Sinking in the bulk market bog of #xl8

Facebook is a veritable cesspit of bulk market stupidity in translation... name changed to protect the... innocent(?)
If anyone questions why I need massive infusions of Egyptian doum palm tea and karkadé to survive the tribulations of translation, they need look no further than social media, particularly Facebook. Some years ago many people assumed that the unprofessional character and abuses one finds on bulk market reverse auction portals like ProZ.com (aka PrAdZ, ProtZ and many other variants) were due to repressive site policies, or some particular, special evil found only in repurposed chambers in a country once known for dropping political opponents of the junta from helicopters into the sea, but in the meantime some have figured out that this is the Human Condition or at least that of translators and their keepers who choose to dwell in common in the bulk market bog of failure and mediocracy. Of course one can find excellence, even beauty and dream-inspiring experiences of the most creative kind there or in many other unexpected places; I once found the most magnificent opium poppy growing in my dung heap on the farm I had in Oregon years ago. So really, it's not the medium... it's the messengers, who shall always be among us. Hooray for the wisdom of hermits!

Siberian shamans have some cool recipes for this beautiful, deadly mushroom so common in dem Vaterland
I have been subject to social media assault for translation rather often (#yessometranslators), which is the nicer term I can think of for being granted involuntary membership in some of the FB groups which sprout like toadstools. Not all groups which are created in that medium of fertilizer are toxic; some in fact could be characterized as rather tasty shitakes or Portabello mushrooms. But almost everywhere in these media, once can see and hear the incessant, self-harming whine about "outrageous rates" and the perpetual lament that "there will always be someone to accept such starvation remuneration" as if this implied that we must all bow to the "inevitable" and sell our bodies in the bulk word brothels of Moreslavia et alia.

This problem is hardly confined to translator circles; since I began a career involved with commercial translation, I have continued to act, as I have for 30 years now, as a consultant and trainer for relevant technologies and strategies of work and business. I have supported translation agencies and direct buyers of translation services of every size to assert themselves effectively and ethically in a market which often presents very difficult and complex challenges. And from this year forward, with a growing team of educational psychology specialists, university instructors, technical specialists, interns and others, I will do so to an even greater extent.
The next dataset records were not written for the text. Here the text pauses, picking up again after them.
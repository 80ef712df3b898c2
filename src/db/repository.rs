use std::path::{Path, PathBuf};
use std::sync::Arc;
use std::time::Duration;

use chrono::{DateTime, SecondsFormat, Utc};
use rusqlite::{params, OptionalExtension, Row};
use tokio::sync::Mutex;
use tokio_rusqlite::Connection;

use crate::config::Config;
use crate::content;
use crate::error::{AppError, Result};
use crate::models::{Article, Topic};
use crate::search::{LanguageDetector, SearchIndex};

use super::schema::{self, SCHEMA, SENTINEL_TOPIC_ID, SENTINEL_TOPIC_NAME};

/// Topic name lookups.
pub(crate) const TOPIC_LOOKUP_TIMEOUT: Duration = Duration::from_secs(5);
/// Bulk article scans.
pub(crate) const SCAN_TIMEOUT: Duration = Duration::from_secs(30);

const BUSY_TIMEOUT: Duration = Duration::from_secs(5);

/// Matches articles in one topic, through either the membership table or the
/// legacy owner column. Binds the topic id twice.
pub(crate) const TOPIC_SCOPE: &str = "(a.topic_id = ? OR EXISTS (SELECT 1 FROM article_topics mt \
     WHERE mt.article_id = a.article_id AND mt.topic_id = ?))";

/// Column list read by [`article_from_row`].
pub(crate) const ARTICLE_SELECT: &str = r#"SELECT a.id, a.article_id,
       COALESCE(NULLIF(t.name, '__unassigned__'),
                (SELECT t2.name FROM article_topics mt2 JOIN topics t2 ON t2.id = mt2.topic_id
                 WHERE mt2.article_id = a.article_id ORDER BY mt2.id LIMIT 1)) AS topic_name,
       a.title, a.link, a.description, a.content, a.author, a.source, a.categories,
       a.published_at, a.language, a.created_at, a.updated_at, cc.compressed_content
FROM articles a
LEFT JOIN topics t ON t.id = a.topic_id
LEFT JOIN compressed_content cc ON cc.article_id = a.article_id"#;

/// Persistent article store.
///
/// All access goes through a single SQLite connection owned by
/// `tokio_rusqlite`, so writes are serialized. Each write runs in a
/// transaction that rolls back when dropped uncommitted.
pub struct Repository {
    pub(super) conn: Connection,
    pub(super) search: SearchIndex,
    pub(super) compression_enabled: bool,
    /// Held by destructive maintenance and topic deletion.
    pub(super) maintenance_lock: Mutex<()>,
    path: PathBuf,
}

impl Repository {
    pub async fn new(config: &Config) -> Result<Self> {
        std::fs::create_dir_all(&config.data_dir)?;
        Self::open(
            config.db_path(),
            config.force_rebuild,
            config.compression_enabled,
        )
        .await
    }

    pub async fn open(
        db_path: impl AsRef<Path>,
        force_rebuild: bool,
        compression_enabled: bool,
    ) -> Result<Self> {
        let path = db_path.as_ref().to_path_buf();

        let check_path = path.clone();
        tokio::task::spawn_blocking(move || schema::prepare_store(&check_path, force_rebuild))
            .await
            .map_err(|e| anyhow::anyhow!("schema check task failed: {e}"))??;

        let conn = Connection::open(&path).await?;
        conn.call(|conn| {
            conn.pragma_update(None, "journal_mode", "WAL")?;
            conn.pragma_update(None, "foreign_keys", "ON")?;
            conn.busy_timeout(BUSY_TIMEOUT)?;
            conn.execute_batch(SCHEMA)?;
            Ok(())
        })
        .await?;

        tracing::debug!("Opened article store at {}", path.display());

        Ok(Self {
            conn,
            search: SearchIndex::default(),
            compression_enabled,
            maintenance_lock: Mutex::new(()),
            path,
        })
    }

    /// Replaces the language detector used for indexing and search.
    pub fn with_language_detector(mut self, detector: Arc<dyn LanguageDetector>) -> Self {
        self.search = SearchIndex::new(detector, self.search.stop_words());
        self
    }

    pub fn path(&self) -> &Path {
        &self.path
    }

    pub fn compression_enabled(&self) -> bool {
        self.compression_enabled
    }

    pub(super) async fn call_with_timeout<F, R>(&self, limit: Duration, function: F) -> Result<R>
    where
        F: FnOnce(&mut rusqlite::Connection) -> tokio_rusqlite::Result<R> + Send + 'static,
        R: Send + 'static,
    {
        tokio::time::timeout(limit, self.conn.call(function))
            .await
            .map_err(AppError::timed_out)?
            .map_err(AppError::from)
    }

    /// Looks up a topic by name. The sentinel topic is never returned.
    pub(super) async fn find_topic(&self, name: &str) -> Result<Option<Topic>> {
        let name = name.trim().to_string();
        if name.is_empty() || name == SENTINEL_TOPIC_NAME {
            return Ok(None);
        }
        self.call_with_timeout(TOPIC_LOOKUP_TIMEOUT, move |conn| {
            Ok(topic_by_name(conn, &name)?)
        })
        .await
    }

    pub(super) async fn require_topic(&self, name: &str) -> Result<Topic> {
        self.find_topic(name)
            .await?
            .ok_or_else(|| AppError::NotFound(format!("topic '{}'", name.trim())))
    }

    #[cfg(test)]
    pub(crate) async fn execute_raw(&self, sql: &'static str) -> Result<()> {
        self.conn
            .call(move |conn| {
                conn.execute_batch(sql)?;
                Ok(())
            })
            .await?;
        Ok(())
    }
}

/// Validates a caller-supplied topic name.
pub(super) fn clean_topic_name(name: &str) -> Result<String> {
    let name = name.trim();
    if name.is_empty() {
        return Err(AppError::InvalidInput("topic name cannot be empty".into()));
    }
    if name == SENTINEL_TOPIC_NAME {
        return Err(AppError::InvalidInput(format!(
            "topic name '{SENTINEL_TOPIC_NAME}' is reserved"
        )));
    }
    Ok(name.to_string())
}

pub(super) fn topic_by_name(
    conn: &rusqlite::Connection,
    name: &str,
) -> rusqlite::Result<Option<Topic>> {
    conn.query_row(
        "SELECT id, name, created_at, updated_at FROM topics WHERE name = ?1 AND id != ?2",
        params![name, SENTINEL_TOPIC_ID],
        topic_from_row,
    )
    .optional()
}

/// Returns the id of topic `name`, creating it when absent.
pub(super) fn resolve_or_create_topic(
    conn: &rusqlite::Connection,
    name: &str,
    now: DateTime<Utc>,
) -> rusqlite::Result<i64> {
    if let Some(topic) = topic_by_name(conn, name)? {
        return Ok(topic.id);
    }
    let now = format_datetime(&now);
    conn.execute(
        "INSERT INTO topics (name, created_at, updated_at) VALUES (?1, ?2, ?2)",
        params![name, now],
    )?;
    tracing::debug!("Created topic '{}'", name);
    Ok(conn.last_insert_rowid())
}

pub(super) fn touch_topic(
    conn: &rusqlite::Connection,
    topic_id: i64,
    now: DateTime<Utc>,
) -> rusqlite::Result<()> {
    conn.execute(
        "UPDATE topics SET updated_at = ?1 WHERE id = ?2",
        params![format_datetime(&now), topic_id],
    )?;
    Ok(())
}

/// Fixed-width UTC timestamps, so text order matches time order.
pub fn format_datetime(dt: &DateTime<Utc>) -> String {
    dt.to_rfc3339_opts(SecondsFormat::Millis, true)
}

pub fn parse_datetime(s: &str) -> Option<DateTime<Utc>> {
    if let Ok(dt) = DateTime::parse_from_rfc3339(s) {
        return Some(dt.with_timezone(&Utc));
    }
    // SQLite's CURRENT_TIMESTAMP layout
    if let Ok(naive) = chrono::NaiveDateTime::parse_from_str(s, "%Y-%m-%d %H:%M:%S") {
        return Some(naive.and_utc());
    }
    None
}

pub(super) fn datetime_column(row: &Row, idx: usize) -> rusqlite::Result<DateTime<Utc>> {
    let raw: String = row.get(idx)?;
    parse_datetime(&raw).ok_or_else(|| {
        rusqlite::Error::FromSqlConversionFailure(
            idx,
            rusqlite::types::Type::Text,
            format!("invalid timestamp '{raw}'").into(),
        )
    })
}

pub(super) fn topic_from_row(row: &Row) -> rusqlite::Result<Topic> {
    Ok(Topic {
        id: row.get(0)?,
        name: row.get(1)?,
        created_at: datetime_column(row, 2)?,
        updated_at: datetime_column(row, 3)?,
    })
}

/// Reads a row selected with [`ARTICLE_SELECT`], inflating compressed bodies.
pub(super) fn article_from_row(row: &Row) -> rusqlite::Result<Article> {
    let article_id: String = row.get(1)?;
    let categories: String = row.get(9)?;
    let inline: String = row.get(6)?;
    let blob: Option<Vec<u8>> = row.get(14)?;
    let content = content::resolve_body(&article_id, inline, blob);

    Ok(Article {
        row_id: row.get(0)?,
        topic: row.get(2)?,
        title: row.get(3)?,
        link: row.get(4)?,
        description: row.get(5)?,
        content,
        author: row.get(7)?,
        source: row.get(8)?,
        categories: parse_categories(&article_id, &categories),
        published_at: datetime_column(row, 10)?,
        language: row.get(11)?,
        created_at: datetime_column(row, 12)?,
        updated_at: datetime_column(row, 13)?,
        article_id,
    })
}

/// A malformed category list reads as empty rather than failing the row.
fn parse_categories(article_id: &str, raw: &str) -> Vec<String> {
    serde_json::from_str(raw).unwrap_or_else(|e| {
        tracing::warn!("Ignoring malformed categories for {}: {}", article_id, e);
        Vec::new()
    })
}

#[cfg(test)]
mod tests {
    use super::*;

    #[test]
    fn test_datetime_format_is_sortable() {
        let early = DateTime::parse_from_rfc3339("2026-01-02T03:04:05Z")
            .unwrap()
            .with_timezone(&Utc);
        let late = early + chrono::Duration::milliseconds(1500);
        let (a, b) = (format_datetime(&early), format_datetime(&late));
        assert_eq!(a, "2026-01-02T03:04:05.000Z");
        assert!(a < b);
        assert_eq!(parse_datetime(&b), Some(late));
    }

    #[test]
    fn test_parse_sqlite_datetime() {
        assert!(parse_datetime("2026-01-11 12:34:56").is_some());
        assert!(parse_datetime("yesterday").is_none());
    }

    #[test]
    fn test_parse_categories() {
        assert_eq!(parse_categories("a1", r#"["rust","db"]"#), vec!["rust", "db"]);
        assert!(parse_categories("a1", "not json").is_empty());
    }

    #[tokio::test]
    async fn test_malformed_categories_do_not_hide_article() {
        let (_dir, repo) = crate::db::test_support::open_repo(false).await;
        repo.save_articles(vec![crate::db::test_support::article("c1", "Tagged", Utc::now())])
            .await
            .unwrap();
        repo.execute_raw("UPDATE articles SET categories = '{broken' WHERE article_id = 'c1'")
            .await
            .unwrap();

        let stored = repo.get_article("c1").await.unwrap();
        assert_eq!(stored.title, "Tagged");
        assert!(stored.categories.is_empty());
    }

    #[test]
    fn test_clean_topic_name() {
        assert_eq!(clean_topic_name("  tech ").unwrap(), "tech");
        assert!(clean_topic_name("   ").is_err());
        assert!(clean_topic_name(SENTINEL_TOPIC_NAME).is_err());
    }

    #[tokio::test]
    async fn test_open_creates_schema_and_sentinel() {
        let dir = tempfile::tempdir().unwrap();
        let repo = Repository::open(dir.path().join("feeds.db"), false, true)
            .await
            .unwrap();
        assert!(repo.path().exists());
        assert!(repo.find_topic(SENTINEL_TOPIC_NAME).await.unwrap().is_none());
        assert!(repo.find_topic("missing").await.unwrap().is_none());
    }
}
mod ingest;
mod maintenance;
mod query;
mod repository;
pub(crate) mod schema;

pub use repository::{format_datetime, parse_datetime, Repository};
pub use schema::{SENTINEL_TOPIC_ID, SENTINEL_TOPIC_NAME};

pub(crate) use repository::TOPIC_SCOPE;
I have observed for some seven years now, with great sadness, how many translation companies who really earned the label Language Service Providers (LSPs) instead of Linguistic Sausage Producers (LSPs) have circled the drain and gone down because they believed the lies of the buyer-driven bulk market of which Smartling's Jack Welde speaks with such rapture. Quite a number of these principals of failed companies were and are friends of mine. But somewhere along the line, they lost sight of some fundamentals and thought that the competitive market is all about price, or even when they knew it was not, they sometimes lacked the insight or resources to resist the race to the bottom of the drain into the cesspit.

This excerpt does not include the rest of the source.